Supply chain penetration: Here’s how you can protect yourself
The news-making SolarWinds Orion attack has drawn attention towards supply chain security vulnerabilities – especially the ones that involve third-party software applications and hardware components that sum up most of these day’s enterprise IT environments. This attack potentially impacted more than 18,000 organisations, spread from a compromise of third-party network management vendor SolarWind’s Orion software.
The progression of supply chain attacks
While the SolarWinds compromise is bizarre in many ways, supply chain attacks are not at all a new thing. For a long time now, attackers have targeted third-party vendors across both digital and physical supply chains – from software and technology providers, to attorneys and consultants, to manufacturing and logistics companies – as backdoors to the networks of their enterprise or government business partners.
According to Bloomberg, the Cybersecurity and Infrastructure Security Agency (CISA) reported in 2019 that federal agencies faced about 180 different threats from the digital supply chain alone. And in recent months, the world has seen a surge in supply chain attacks targeting healthcare companies involved in Covid-19 vaccine development and delivery.
A rational zero-trust approach that will not cripple supply chain operations
With remote working being the new normal, working with numerous third-party vendors has become an inevitable part of doing business. The downside to it is that it creates security blind spots that can become dangerous. Many companies and government agencies are embracing Zero Trust models – in which they trust nothing and verify everything to protect themselves. But as vendor ecosystems grow in size and complexity, a hard and fast “trust nothing” strategy down the supply chain can quickly inhibit business operations and slow innovation. A successful security strategy must be both realistic and sustainable.
Here are four takeaways outlining steps organizations can take to significantly reduce the impact of a potential supply chain attack:
1. Protect privileged access
With dramatic cloud migrations underway, and the adoption of transformative digital technologies, privileged accounts and credentials represent one of the largest attack surfaces for organisations today. Identifying and managing privileged access is paramount to disrupting the attack chain – regardless of whether the attacker infiltrated the environment via the supply chain or by other means – and maximising risk mitigation.

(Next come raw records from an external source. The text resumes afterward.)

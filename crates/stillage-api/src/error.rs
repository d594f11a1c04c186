use thiserror::Error;

/// Top-level error type for the `stillage-api` crate.
///
/// Covers every failure mode of the inventory service client:
/// authentication, transport, API-level rejections, and decoding.
/// `stillage-core` maps these into user-facing diagnostics.
#[derive(Debug, Error)]
pub enum Error {
    // ── Authentication ──────────────────────────────────────────────
    /// HTTP 401. The session token has been cleared by the time this
    /// is returned; callers must re-authenticate, never retry.
    #[error("Unauthorized -- please log in")]
    Unauthorized,

    /// Login/registration rejected by the auth endpoints.
    #[error("Authentication failed: {message}")]
    Authentication { message: String },

    // ── API ─────────────────────────────────────────────────────────
    /// Any non-2xx other than 401/204. `message` is the server-provided
    /// error message when the body carried one, otherwise the generic
    /// `HTTP <status>: <reason>` line.
    #[error("{message}")]
    Http { status: u16, message: String },

    // ── Transport ───────────────────────────────────────────────────
    /// HTTP transport error (connection refused, DNS failure, etc.)
    #[error("HTTP transport error: {0}")]
    Transport(#[from] reqwest::Error),

    /// URL parsing error.
    #[error("Invalid URL: {0}")]
    InvalidUrl(#[from] url::ParseError),

    /// TLS setup or certificate error.
    #[error("TLS error: {0}")]
    Tls(String),

    // ── Data ────────────────────────────────────────────────────────
    /// JSON deserialization failed, with the raw body for debugging.
    #[error("Deserialization error: {message}")]
    Deserialization { message: String, body: String },
}

impl Error {
    /// Returns `true` if this error means the session is gone and
    /// re-authentication is required.
    pub fn is_unauthorized(&self) -> bool {
        matches!(self, Self::Unauthorized)
    }

    /// Returns `true` if this is a "not found" error.
    pub fn is_not_found(&self) -> bool {
        match self {
            Self::Http { status: 404, .. } => true,
            Self::Transport(e) => e.status() == Some(reqwest::StatusCode::NOT_FOUND),
            _ => false,
        }
    }

    /// The HTTP status behind this error, if any.
    pub fn status(&self) -> Option<u16> {
        match self {
            Self::Unauthorized => Some(401),
            Self::Http { status, .. } => Some(*status),
            Self::Transport(e) => e.status().map(|s| s.as_u16()),
            _ => None,
        }
    }
}
// ── User & role domain types ──

use serde::{Deserialize, Serialize};

use super::Keyed;

#[derive(Debug, Clone, Serialize, Deserialize)]
pub struct User {
    pub id: i64,
    pub name: String,
    pub surname: String,
    pub fathers_name: Option<String>,
    pub email: String,
    pub role_id: Option<i64>,
    /// Set by an admin via the confirm endpoint; unconfirmed accounts
    /// exist but cannot act.
    pub confirmed: bool,
}

impl User {
    /// "Surname Name Fathersname" display form.
    pub fn full_name(&self) -> String {
        let mut parts = vec![self.surname.as_str(), self.name.as_str()];
        if let Some(ref fathers) = self.fathers_name {
            parts.push(fathers.as_str());
        }
        parts.join(" ").trim().to_owned()
    }
}

impl Keyed for User {
    fn key(&self) -> i64 {
        self.id
    }
}

#[derive(Debug, Clone, Serialize, Deserialize)]
pub struct Role {
    pub id: i64,
    pub name: String,
}

impl Keyed for Role {
    fn key(&self) -> i64 {
        self.id
    }
}

/// Form input for creating or updating a user (admin only).
#[derive(Debug, Clone, Default)]
pub struct UserInput {
    pub email: String,
    pub name: String,
    pub surname: String,
    pub fathers_name: Option<String>,
    pub role_id: i64,
}
// Wire DTOs for the inventory service.
//
// The backend is inconsistent about response casing (`id` vs `Id`,
// `name` vs `Name`) across resources and deployments. Each resource gets
// exactly one strict DTO here; the PascalCase spellings are resolved via
// serde aliases at this boundary so nothing downstream ever touches an
// ambiguous optional field.
//
// Request bodies reproduce the casing each endpoint actually expects:
// containers, users, and auth take camelCase; container-types, products,
// product-types, and units take PascalCase.

use serde::{Deserialize, Serialize};

// ── Containers ──────────────────────────────────────────────────────

#[derive(Debug, Clone, Deserialize, Serialize)]
#[serde(rename_all = "camelCase")]
pub struct ContainerDto {
    #[serde(alias = "Id")]
    pub id: i64,
    /// Server-assigned display code.
    #[serde(default, alias = "Code")]
    pub code: Option<String>,
    #[serde(default, alias = "Name")]
    pub name: Option<String>,
    #[serde(alias = "TypeId", alias = "containerTypeId", alias = "ContainerTypeId")]
    pub type_id: i64,
    #[serde(default, alias = "ProductId")]
    pub product_id: Option<i64>,
    #[serde(default, alias = "Quantity")]
    pub quantity: Option<f64>,
    #[serde(default, alias = "UnitId")]
    pub unit_id: Option<i64>,
    #[serde(default, alias = "Notes")]
    pub notes: Option<String>,
    #[serde(default, alias = "Status")]
    pub status: Option<String>,
}

/// POST `/containers` body. `None` fields serialize as explicit nulls,
/// which is what the endpoint expects for "no product" / "no quantity".
#[derive(Debug, Clone, Serialize)]
#[serde(rename_all = "camelCase")]
pub struct ContainerCreate {
    pub name: String,
    pub type_id: i64,
    pub product_id: Option<i64>,
    pub quantity: Option<f64>,
    pub unit_id: Option<i64>,
    pub notes: Option<String>,
}

/// PUT `/containers` body -- the id travels in the body, not the path.
#[derive(Debug, Clone, Serialize)]
#[serde(rename_all = "camelCase")]
pub struct ContainerUpdate {
    pub id: i64,
    pub name: String,
    pub type_id: i64,
    pub product_id: Option<i64>,
    pub quantity: Option<f64>,
    pub unit_id: Option<i64>,
    pub notes: Option<String>,
}

// ── Container types ─────────────────────────────────────────────────

#[derive(Debug, Clone, Deserialize, Serialize)]
#[serde(rename_all = "camelCase")]
pub struct ContainerTypeDto {
    #[serde(alias = "Id")]
    pub id: i64,
    #[serde(default, alias = "Name")]
    pub name: Option<String>,
    #[serde(default, alias = "Volume")]
    pub volume: Option<f64>,
    #[serde(default, alias = "UnitId")]
    pub unit_id: Option<i64>,
    /// Association rows linking this type to its permitted product types.
    #[serde(default, alias = "ProductTypes")]
    pub product_types: Vec<ProductTypeLinkDto>,
}

/// Join-table row inside a container type response.
#[derive(Debug, Clone, Deserialize, Serialize)]
#[serde(rename_all = "camelCase")]
pub struct ProductTypeLinkDto {
    #[serde(default, alias = "ProductType")]
    pub product_type: Option<ProductTypeDto>,
}

#[derive(Debug, Clone, Serialize)]
pub struct ContainerTypeCreate {
    #[serde(rename = "Name")]
    pub name: String,
    #[serde(rename = "Volume")]
    pub volume: f64,
    #[serde(rename = "UnitId")]
    pub unit_id: i64,
    #[serde(rename = "ProductTypeIds")]
    pub product_type_ids: Vec<i64>,
}

#[derive(Debug, Clone, Serialize)]
pub struct ContainerTypeUpdate {
    #[serde(rename = "Id")]
    pub id: i64,
    #[serde(rename = "Name")]
    pub name: String,
    #[serde(rename = "Volume")]
    pub volume: f64,
    #[serde(rename = "UnitId")]
    pub unit_id: i64,
    #[serde(rename = "ProductTypeIds")]
    pub product_type_ids: Vec<i64>,
}

// ── Products ────────────────────────────────────────────────────────

#[derive(Debug, Clone, Deserialize, Serialize)]
#[serde(rename_all = "camelCase")]
pub struct ProductDto {
    #[serde(alias = "Id")]
    pub id: i64,
    #[serde(default, alias = "Name", alias = "title", alias = "Title")]
    pub name: Option<String>,
    #[serde(
        alias = "TypeId",
        alias = "productTypeId",
        alias = "ProductTypeId",
        default
    )]
    pub type_id: Option<i64>,
    /// Production date as the backend sends it; parsed at the domain
    /// boundary since the serialization format varies by deployment.
    #[serde(default, alias = "Produced")]
    pub produced: Option<String>,
    #[serde(default, alias = "ExpirationDate")]
    pub expiration_date: Option<String>,
    #[serde(default, alias = "Description")]
    pub description: Option<String>,
}

#[derive(Debug, Clone, Serialize)]
pub struct ProductCreate {
    #[serde(rename = "TypeId")]
    pub type_id: i64,
    #[serde(rename = "Name")]
    pub name: String,
    #[serde(rename = "Produced")]
    pub produced: Option<String>,
    #[serde(rename = "ExpirationDate")]
    pub expiration_date: Option<String>,
    #[serde(rename = "Description")]
    pub description: Option<String>,
}

#[derive(Debug, Clone, Serialize)]
pub struct ProductUpdate {
    #[serde(rename = "Id")]
    pub id: i64,
    #[serde(rename = "TypeId")]
    pub type_id: i64,
    #[serde(rename = "Name")]
    pub name: String,
    #[serde(rename = "Produced")]
    pub produced: Option<String>,
    #[serde(rename = "ExpirationDate")]
    pub expiration_date: Option<String>,
    #[serde(rename = "Description")]
    pub description: Option<String>,
}

// ── Product types ───────────────────────────────────────────────────

#[derive(Debug, Clone, Deserialize, Serialize)]
#[serde(rename_all = "camelCase")]
pub struct ProductTypeDto {
    #[serde(alias = "Id")]
    pub id: i64,
    #[serde(default, alias = "Title", alias = "name", alias = "Name")]
    pub title: Option<String>,
}

#[derive(Debug, Clone, Serialize)]
pub struct ProductTypeCreate {
    #[serde(rename = "Title")]
    pub title: String,
}

#[derive(Debug, Clone, Serialize)]
pub struct ProductTypeUpdate {
    #[serde(rename = "Id")]
    pub id: i64,
    #[serde(rename = "Title")]
    pub title: String,
}

// ── Units ───────────────────────────────────────────────────────────

#[derive(Debug, Clone, Deserialize, Serialize)]
#[serde(rename_all = "camelCase")]
pub struct UnitDto {
    #[serde(alias = "Id")]
    pub id: i64,
    #[serde(default, alias = "Title", alias = "name", alias = "Name")]
    pub title: Option<String>,
    /// 0 = Default, 1 = Mass, 2 = Capacity.
    #[serde(default, alias = "UnitType")]
    pub unit_type: Option<u8>,
}

#[derive(Debug, Clone, Serialize)]
pub struct UnitCreate {
    #[serde(rename = "Title")]
    pub title: String,
    #[serde(rename = "UnitType")]
    pub unit_type: u8,
}

#[derive(Debug, Clone, Serialize)]
pub struct UnitUpdate {
    #[serde(rename = "Id")]
    pub id: i64,
    #[serde(rename = "Title")]
    pub title: String,
    #[serde(rename = "UnitType")]
    pub unit_type: u8,
}

// ── Users & roles ───────────────────────────────────────────────────

#[derive(Debug, Clone, Deserialize, Serialize)]
#[serde(rename_all = "camelCase")]
pub struct UserDto {
    #[serde(alias = "Id")]
    pub id: i64,
    #[serde(default, alias = "Name")]
    pub name: Option<String>,
    #[serde(default, alias = "Surname")]
    pub surname: Option<String>,
    #[serde(default, alias = "FathersName")]
    pub fathers_name: Option<String>,
    #[serde(default, alias = "Email")]
    pub email: Option<String>,
    #[serde(default, alias = "RoleId")]
    pub role_id: Option<i64>,
    #[serde(default, alias = "Confirmed", alias = "isConfirmed", alias = "IsConfirmed")]
    pub confirmed: bool,
}

#[derive(Debug, Clone, Serialize)]
#[serde(rename_all = "camelCase")]
pub struct UserCreate {
    pub email: String,
    pub name: String,
    pub surname: String,
    pub fathers_name: Option<String>,
    pub role_id: i64,
}

#[derive(Debug, Clone, Serialize)]
#[serde(rename_all = "camelCase")]
pub struct UserUpdate {
    pub id: i64,
    pub email: String,
    pub name: String,
    pub surname: String,
    pub fathers_name: Option<String>,
    pub role_id: i64,
}

#[derive(Debug, Clone, Deserialize, Serialize)]
#[serde(rename_all = "camelCase")]
pub struct RoleDto {
    #[serde(alias = "Id")]
    pub id: i64,
    #[serde(default, alias = "Name", alias = "title", alias = "Title")]
    pub name: Option<String>,
}

// ── Container history ───────────────────────────────────────────────

#[derive(Debug, Clone, Deserialize, Serialize)]
#[serde(rename_all = "camelCase")]
pub struct HistoryRecordDto {
    #[serde(alias = "Id")]
    pub id: i64,
    #[serde(alias = "ContainerId")]
    pub container_id: i64,
    #[serde(default, alias = "ProductId")]
    pub product_id: Option<i64>,
    #[serde(default, alias = "ActionType")]
    pub action_type: Option<String>,
    #[serde(default, alias = "ActionDate")]
    pub action_date: Option<String>,
    #[serde(default, alias = "Notes")]
    pub notes: Option<String>,
    #[serde(default, alias = "CreatedAt")]
    pub created_at: Option<String>,
    #[serde(default, alias = "UpdatedAt")]
    pub updated_at: Option<String>,
}

// ── Auth ────────────────────────────────────────────────────────────

/// Body for `/auth/register` and `/auth/login` -- both take a
/// third-party identity token and exchange it for a service token.
#[derive(Debug, Clone, Serialize)]
#[serde(rename_all = "camelCase")]
pub struct AuthRequest {
    pub id_token: String,
}

#[derive(Debug, Clone, Deserialize)]
#[serde(rename_all = "camelCase")]
pub struct AuthResponse {
    #[serde(alias = "Token", alias = "accessToken")]
    pub token: String,
}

2. Embrace a defense-in-depth approach
There is no silver bullet for cybersecurity, and no one vendor or tool can completely prevent an attack. An assumed breach mindset calls for multiple layers of security, such as endpoint detection and response, next-gen antivirus, strong privileged access management and application, and OS patching. But remember, cybersecurity is a journey, and it doesn’t have to happen all at once. A good starting point is to adopt a risk-based approach, investing first in the security controls that reduce the greatest amount of risk.
3. Consistently enforce least privilege everywhere
While breaches are inevitable, organisations can take steps to limit the blast radius of an attack by eliminating unnecessary privileges and permissions based on the principle of least privilege. Widespread adoption of public cloud services and SaaS application has accelerated the need for least privilege controls in cloud environments. In fact, a recent ESG survey ranked overly permissive privileges as the most common attack vector against cloud applications. Strong least privilege enforcement can help prevent all identities, whether on-premises or in the cloud, from reaching sensitive targets.
4. Monitor for privileged credential theft
As the SolarWinds attack shows, sophisticated attackers go to great lengths to hide their activity and avoid detection, and it can be extremely difficult to spot a supply chain infiltration. By monitoring privileged sessions, organisations can more easily spot suspicious behavior and patterns indicative of credential theft and better understand what critical assets are being targeted – enabling faster, more decisive response to protect the organisation.
Effective protection of the supply chain means adoption of a different mindset, one that assumes a breach will happen at some point. Because the supply chain represents a critical attack vector, an attack in this area could be a critical one, so cyber measures must be stepped up accordingly. Securing access to sensitive data and systems means organisations can reduce the risks significantly, thereby making it more difficult for attackers to achieve their end goals.